画像は『留学生関係書類 自明治十九年至同明治二十四年』(S0008/SS2/03)に綴じられていた、明治21年に石川千代松が書いた総長宛ての文書です。石川が延長を願うのはこれが2回目。当初は明治18年から2ヶ年の予定でしたが、すでに「教授ト共ニ着手シタル研究ヲ結了スル願イハ半途ニシテ」一度滞在を延長していました。
ところがその延長期限が近付くと、「近頃重要ノ一大発見ヲ致シ…何分手放シ兼候」「結果ヲ見ルニ至ラスシテ帰朝致シ候ハ誠ニ遺憾ノ至リ」として再延長を希望。簿冊には師事していたアウグスト・ヴァイスマンの書状も一緒に綴られています。願いは無事聞き届けられ、石川は翌年10月に帰朝するのでした。
石川の他にも延長願いを出す人は多く、大学側もその必要性を認める旨の回答案を多く残しています。しかし留学の延長が重なれば、新たな留学生の派遣に影響を与えかねません。文部省は明治33年に「必要ト認ムル場合ヲ除キ自今留学延期ハ一切聴許不可成事ニ省議決定」と通知(『留学生関係書類 自明治三十二年至明治三十七年』S0008/SS2/06)。
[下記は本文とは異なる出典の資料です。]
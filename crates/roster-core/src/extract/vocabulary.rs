//! Known class names used to fuse multi-word classes in the token stream.

use std::collections::HashMap;

use lazy_static::lazy_static;

/// Longest class name, in words, considered when merging tokens.
const MAX_PHRASE_WORDS: usize = 3;

const STANDARD_CLASSES: &[&str] = &[
    // Tier 1-3
    "Adventurer",
    "Warrior",
    "Mage",
    "Thief",
    "Knight",
    "Sorcerer",
    "Ranger",
    "Spellsword",
    "Bard",
    "Monk",
    // Tier 4-6
    "Paladin",
    "Warlock",
    "Thaumaturge",
    "Dragoon",
    "Mystic",
    "Druid",
    "Hunter",
    "Summoner",
    "Sentinel",
    "Valkyrie",
    "Bladedancer",
    "Vampire",
    "Lich",
    "Sage",
    "Tamer",
    "Beastmaster",
    "Dark Knight",
    "Blood Mage",
    "Magic Knight",
    "Dragon Rider",
    "War Priest",
    // Tier 7+
    "Realmshifter",
    "Ascended",
    "Wanderer",
    "Grand Summoner",
    "Vampire Lord",
    "Grand Summoner Auriga",
    "Grand Summoner Hydron",
    "Grand Summoner Terra",
];

/// Recurring OCR misreads of class names.
const CORRECTIONS: &[(&str, &str)] = &[("snelleward", "Spellsword")];

lazy_static! {
    static ref STANDARD: ClassVocabulary = ClassVocabulary::new(STANDARD_CLASSES.iter().copied())
        .with_corrections(CORRECTIONS.iter().copied());
}

/// Case-insensitive set of known class names.
#[derive(Debug, Clone)]
pub struct ClassVocabulary {
    /// Lowercased phrase -> canonical casing.
    entries: HashMap<String, String>,
    /// Lowercased misread -> canonical casing.
    corrections: HashMap<String, String>,
}

impl ClassVocabulary {
    /// Build a vocabulary from canonical class names.
    pub fn new<I, S>(classes: I) -> Self
    where
        I: IntoIterator<Item = S>,
        S: AsRef<str>,
    {
        let entries = classes
            .into_iter()
            .map(|c| {
                let canonical = c.as_ref().split_whitespace().collect::<Vec<_>>().join(" ");
                (canonical.to_lowercase(), canonical)
            })
            .filter(|(key, _)| !key.is_empty())
            .collect();

        Self {
            entries,
            corrections: HashMap::new(),
        }
    }

    /// Add misread -> canonical corrections.
    pub fn with_corrections<I, S, T>(mut self, corrections: I) -> Self
    where
        I: IntoIterator<Item = (S, T)>,
        S: AsRef<str>,
        T: AsRef<str>,
    {
        for (misread, canonical) in corrections {
            self.corrections
                .insert(misread.as_ref().to_lowercase(), canonical.as_ref().to_string());
        }
        self
    }

    /// The built-in class list.
    pub fn standard() -> &'static ClassVocabulary {
        &STANDARD
    }

    pub fn len(&self) -> usize {
        self.entries.len()
    }

    pub fn is_empty(&self) -> bool {
        self.entries.is_empty()
    }

    /// Canonical casing of a known class name.
    pub fn lookup(&self, name: &str) -> Option<&str> {
        self.entries.get(&lookup_key(name)).map(String::as_str)
    }

    /// Longest multi-word class starting at `start`.
    ///
    /// Tries a three-word window, then a two-word window. Single words are
    /// never reported: they need no merging. Returns the canonical name and
    /// the number of words it covers.
    pub fn longest_match<S: AsRef<str>>(&self, words: &[S], start: usize) -> Option<(&str, usize)> {
        for count in (2..=MAX_PHRASE_WORDS).rev() {
            let Some(window) = words.get(start..start + count) else {
                continue;
            };
            let phrase = window
                .iter()
                .map(|w| w.as_ref().to_lowercase())
                .collect::<Vec<_>>()
                .join(" ");
            if let Some(canonical) = self.entries.get(&phrase) {
                return Some((canonical.as_str(), count));
            }
        }
        None
    }

    /// Map a raw class string to its canonical form.
    ///
    /// Known misreads are corrected, known classes get canonical casing, and
    /// anything else is returned unchanged.
    pub fn canonicalize(&self, raw: &str) -> String {
        if let Some(corrected) = self.corrections.get(&lookup_key(raw)) {
            return corrected.clone();
        }
        self.lookup(raw).unwrap_or(raw).to_string()
    }
}

/// Collapse runs of whitespace and lowercase.
fn lookup_key(name: &str) -> String {
    name.split_whitespace().collect::<Vec<_>>().join(" ").to_lowercase()
}

impl Default for ClassVocabulary {
    fn default() -> Self {
        Self::standard().clone()
    }
}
審査が厳しくなったからでしょうか、加茂正雄が明治42年に出した二度目の延長願いは写しにして7ページにもわたり、延長が必要な理由が細かく書かれています(『留学生関係書類 自明治三十八年至明治四十三年』S0008/SS2/07)。
なかには私費留学に切り替えて滞在を延ばす人も。最先端の知識に接し、貴重な機会を逃すまいとする研究者の想いが伝わってくるようです。